J’écrivais, il y a près de deux ans, dans Le Journal : « Fagus est un grand poète. Qu’attend-on pour le dire ? » Il appartient à ce que j’ai appelé souvent notre tradition dionysiaque. Il n’est pas apollonien le moins du monde. Il ne l’est même pas, à mon gré, assez ; il ne possède pas le moindre esprit critique ; de là vient qu’il lui arrive d’être inégal. Il n’en est pas moins inspiré tout le temps. Sa poésie est un jaillissement constant, une continuelle création. Ce poète qui n’a rien d’un néo-classique est en même temps un grand poète catholique. S’il est barbare, relativement à tel autre plus pur, sa barbarie sent, du moins, notre terroir. Il est barbare, comme le sont, jusqu’à un certain point, nos cathédrales improprement appelées gothiques. C’est une barbarie qui ne doit rien, ni à l’Ancien Testament ni aux influences germaniques. Fagus, grand poète catholique, n’a pas trouvé encore audience auprès des catholiques parce que les écrivains catholiques le négligent. Ce n’est pas un homme du monde. Il n’écrit pas précisément pour les Enfants de Marie. Ajoutez à cela qu’il n’est d’aucun groupe, ne participe pas au lancement de gloires éphémères, ignore la stratégie. Il se contente de chanter, comme il respire, que la vie et la mort sont choses sérieuses, et le pis est qu’il le chante à la fois avec humilité, pittoresque et joie ; car cet homme terriblement sérieux est joyeux, confiant ; il fait de toute sa vie un grand acte d’amour. Fagus est un homme du Moyen-Âge.

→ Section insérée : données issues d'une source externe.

//! Phrase-level repetition detection
//!
//! A phrase is one `.`-separated fragment of generated text. Two phrases are
//! considered the same when the overlap of their lowercase word sets
//! (`|A ∩ B| / |A ∪ B|`) reaches the configured threshold.

use std::collections::HashSet;

/// Remembers every phrase the story has used so far
#[derive(Debug, Clone)]
pub struct RepetitionDetector {
    used_phrases: HashSet<String>,
    threshold: f64,
}

impl RepetitionDetector {
    pub fn new(threshold: f64) -> Self {
        Self {
            used_phrases: HashSet::new(),
            threshold,
        }
    }

    /// Check `text` against the used phrases
    ///
    /// Returns `true` if any phrase of `text` was used before or is similar
    /// to a used phrase. Otherwise records all phrases of `text` as used and
    /// returns `false`.
    pub fn is_repetitive(&mut self, text: &str) -> bool {
        let phrases = split_phrases(text);

        for phrase in &phrases {
            if self.used_phrases.contains(phrase) {
                return true;
            }
            if self
                .used_phrases
                .iter()
                .any(|used| similarity(phrase, used) >= self.threshold)
            {
                return true;
            }
        }

        self.used_phrases.extend(phrases);
        false
    }

    /// Whether two phrases share enough words to count as duplicates
    pub fn are_similar(&self, first: &str, second: &str) -> bool {
        similarity(first, second) >= self.threshold
    }

    pub fn used_count(&self) -> usize {
        self.used_phrases.len()
    }

    pub fn clear(&mut self) {
        self.used_phrases.clear();
    }
}

/// Split text into trimmed, non-empty `.`-separated phrases
pub fn split_phrases(text: &str) -> Vec<String> {
    text.split('.')
        .map(str::trim)
        .filter(|p| !p.is_empty())
        .map(str::to_string)
        .collect()
}

/// Word-set overlap ratio; `0.0` when both phrases have no words
pub fn similarity(first: &str, second: &str) -> f64 {
    let words_a = word_set(first);
    let words_b = word_set(second);

    let union = words_a.union(&words_b).count();
    if union == 0 {
        return 0.0;
    }
    let common = words_a.intersection(&words_b).count();
    common as f64 / union as f64
}

fn word_set(phrase: &str) -> HashSet<String> {
    phrase.split_whitespace().map(str::to_lowercase).collect()
}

Voulez-vous un petit fait qui vous aidera à mieux connaître encore Fagus ? Je ne crois pas manquer de discrétion en le révélant. Quant parut Frère tranquille, je parlai de ce recueil dans le magazine littéraire du Journal et y publiai quelques-uns de ses vers avec l’agrément de Lucien Descaves qui apprécie beaucoup le talent de Fagus. Puisque c’était possible, nous aurions désiré donner à cette occasion son portrait. J’eus beau insister ; je ne pus obtenir de lui aucune photographie. Il me répondit que sa seule effigie était un portrait par l’ami Klingsor, qui figure au Divan. Au cours d’un billet charmant et spirituel, il finit par me déclarer : « Mais, vrai, ma frimousse est-elle vraiment indispensable ? Je ne suis plus jeune et pense bien n’avoir jamais été beau. »
Admirable Fagus !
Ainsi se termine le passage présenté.